A portée de main, Erik Verhagen

Les différentes familles de travaux de Mengzhi Zheng exposées à Lausanne relèvent d’un même principe contradictoire et aléatoire à partir duquel l’artiste a échafaudé son propos au tout début de sa trajectoire. Evoluant dans un no man’s land aux confins d’une réalité architecturale extirpée de tout rendement ou usage et d’un univers sculptural investi d’un potentiel, compris au sens le plus hypothétique et latent du terme, fonctionnel, l’œuvre de Zheng est représentative de ces démarches qui brouillent les pistes entre ce qu’est supposé incarner une architecture, nécessairement « contrainte », et une proposition plasticienne placée sous le signe d’une certaine « liberté ». Echappant aux réflexes taxinomiques, ses travaux répondent surtout à une perspective processuelle et à une urgence d’exécution incitant l’artiste à produire ses objets composés de vides et/ou de pleins à travers des «sessions», souvent réduites à quelques heures et ne dépassant rarement la journée de travail. Selon les cas, il utilise des matériaux précaires et récupérés - papiers calques, baguettes de bois de circonstance ou bouts de carton - collés les uns aux autres, à l’image de la série des Maquettes abandonnées pour lesquelles Zheng conçoit en outre des cartons au statut indéterminé, pour ne pas dire ambigu, qui relèvent à la fois du réceptacle, de la membrane ou de l’extension du geste sculptural, ces pseudo-emballages n’étant pas sans évoquer les boîtes, sous forme d’alter ego, que l’artiste conceptuel On Kawara créait pour accueillir ses dates paintings. Dans d’autres cas comme dans les Contextures et Petites chutes, l’artiste fait appel à des matériaux plus solides mais également récupérés qu’il assemble dans une même urgence en fonction aussi des outils à sa disposition.
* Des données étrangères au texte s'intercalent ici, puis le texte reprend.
// src/main.rs

//! cadash CLI: resolve school names, fetch dashboard summary cards, print.

use std::fs::File;
use std::path::PathBuf;

use clap::{Parser, Subcommand};

use cadash::config::load_config;
use cadash::error::{AppError, Result};
use cadash::models::{Config, School, SummaryCard};
use cadash::services::{build_plan, enrich, load_roster, match_school, DashboardFetcher};
use cadash::utils::log;

#[derive(Parser, Debug)]
#[command(
    name = "cadash",
    version,
    about = "Bulk fetch client for the California School Dashboard"
)]
struct Cli {
    /// Path to the TOML config file
    #[arg(short, long, default_value = "data/config.toml")]
    config: PathBuf,

    /// Suppress progress output
    #[arg(short, long, global = true)]
    quiet: bool,

    #[command(subcommand)]
    command: Command,
}

#[derive(Subcommand, Debug)]
enum Command {
    /// Fetch summary cards for schools and years
    Fetch {
        /// Roster CSV path (overrides config)
        #[arg(long)]
        roster: Option<PathBuf>,

        /// School name to fetch, fuzzy-matched against the roster (repeatable)
        #[arg(long = "school")]
        schools: Vec<String>,

        /// File with one school name per line
        #[arg(long)]
        schools_file: Option<PathBuf>,

        /// Reporting year to fetch (repeatable)
        #[arg(long = "year", required = true)]
        years: Vec<u16>,

        /// Write the decoded cards to this JSON file
        #[arg(long)]
        out: Option<PathBuf>,

        /// Worker pool size (overrides config)
        #[arg(long)]
        pool_size: Option<usize>,

        /// Per-request timeout in milliseconds (overrides config)
        #[arg(long)]
        timeout_ms: Option<u64>,

        /// Global request rate cap (overrides config)
        #[arg(long)]
        max_rps: Option<f64>,
    },

    /// Show what a school name resolves to
    Lookup {
        /// Roster CSV path (overrides config)
        #[arg(long)]
        roster: Option<PathBuf>,

        /// School name to resolve
        name: String,
    },
}

#[tokio::main]
async fn main() -> Result<()> {
    let cli = Cli::parse();
    let mut config = load_config(&cli.config)?;
    log::init(&config.logging.level);

    if cli.quiet {
        config.logging.show_progress = false;
    }

    match cli.command {
        Command::Fetch {
            roster,
            schools,
            schools_file,
            years,
            out,
            pool_size,
            timeout_ms,
            max_rps,
        } => {
            if let Some(pool_size) = pool_size {
                config.fetcher.pool_size = pool_size;
            }
            if let Some(timeout_ms) = timeout_ms {
                config.fetcher.timeout_ms = timeout_ms;
            }
            if let Some(max_rps) = max_rps {
                config.fetcher.max_requests_per_sec = max_rps;
            }
            run_fetch(&config, roster, schools, schools_file, &years, out).await
        }
        Command::Lookup { roster, name } => run_lookup(&config, roster, &name),
    }
}

async fn run_fetch(
    config: &Config,
    roster: Option<PathBuf>,
    schools: Vec<String>,
    schools_file: Option<PathBuf>,
    years: &[u16],
    out: Option<PathBuf>,
) -> Result<()> {
    let roster_path = roster.unwrap_or_else(|| PathBuf::from(&config.paths.roster));
    let roster = load_roster(&roster_path)?;
    log::info(&format!(
        "loaded {} schools from {}",
        roster.len(),
        roster_path.display()
    ));

    let mut names = schools;
    if let Some(path) = schools_file {
        let text = std::fs::read_to_string(&path)?;
        names.extend(
            text.lines()
                .map(str::trim)
                .filter(|line| !line.is_empty())
                .map(str::to_string),
        );
    }
    if names.is_empty() {
        return Err(AppError::validation(
            "no schools requested; pass --school or --schools-file",
        ));
    }

    let mut pairs: Vec<(School, u16)> = Vec::new();
    for name in &names {
        match match_school(&roster, name) {
            Some(school) => {
                log::info(&format!(
                    "\"{name}\" resolved to {} ({})",
                    school.name, school.cds_code
                ));
                for year in years {
                    pairs.push((school.clone(), *year));
                }
            }
            None => log::warn(&format!("no roster match for \"{name}\"")),
        }
    }

    let (urls, meta) = build_plan(&pairs);
    if urls.is_empty() {
        return Err(AppError::validation("nothing to fetch"));
    }
    log::info(&format!("fetching {} summary cards", urls.len()));

    let mut fetcher = DashboardFetcher::new(config.fetcher.clone())
        .with_progress(config.logging.show_progress);
    if !fetcher.load_urls(urls) {
        return Err(AppError::validation("no valid URLs to fetch"));
    }
    if !fetcher.run().await {
        return Err(AppError::fetch("run", "fetch run did not complete"));
    }

    enrich(&mut fetcher.output, &meta);
    print_cards(&fetcher.output);

    if let Some(path) = out {
        serde_json::to_writer_pretty(File::create(&path)?, &fetcher.output)?;
        log::info(&format!(
            "wrote {} cards to {}",
            fetcher.output.len(),
            path.display()
        ));
    }

    Ok(())
}

fn run_lookup(config: &Config, roster: Option<PathBuf>, name: &str) -> Result<()> {
    let roster_path = roster.unwrap_or_else(|| PathBuf::from(&config.paths.roster));
    let roster = load_roster(&roster_path)?;

    match match_school(&roster, name) {
        Some(school) => {
            println!(
                "{} -> {} [{}] ({}, {})",
                name, school.name, school.cds_code, school.district, school.county
            );
            Ok(())
        }
        None => Err(AppError::validation(format!("no roster match for \"{name}\""))),
    }
}

fn print_cards(cards: &[SummaryCard]) {
    for card in cards {
        if card.indicators.is_empty() {
            println!(
                "{} ({}): no data",
                display_name(card),
                display_year(card)
            );
            continue;
        }

        println!("=== {} ({}) ===", display_name(card), display_year(card));
        for indicator in &card.indicators {
            println!(
                "  {:<26} {:<22} status {:>7.1}  change {:>+7.1}  n={}",
                indicator.indicator_category.as_str(),
                indicator.student_group,
                indicator.status,
                indicator.change,
                indicator.count
            );
        }
    }
}

fn display_name(card: &SummaryCard) -> &str {
    if card.school_name.is_empty() {
        "<unknown school>"
    } else {
        &card.school_name
    }
}

fn display_year(card: &SummaryCard) -> &str {
    if card.year.is_empty() {
        "?"
    } else {
        &card.year
    }
}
Soumises à un jeu dialectique, ces sculptures s’attachent d’une part à une échelle réduite et intime – on peut les manipuler, les tourner sur elles mêmes afin d’en découvrir et explorer les variations parallactiques - tout en esquissant par ailleurs le scénario d’une concrétisation architecturale, « monumentale », qui pourrait voir le jour.
La sculpture Milieu laisse planer cette utopie de ce que Zheng qualifie d’un « presque habitable », le presque résumant à lui seul les tensions en jeu dans sa démarche. Le caractère mouvant, fluctuant et nomade propre à ses objets. Conçue – il en est de même pour la famille des Pli-Dépli - à partir d’un travail préparatoire numérique, l’œuvre répond à d’autres contraintes et protocoles mais renvoie in fine au même état d’esprit animant ses œuvres « à portée de main ».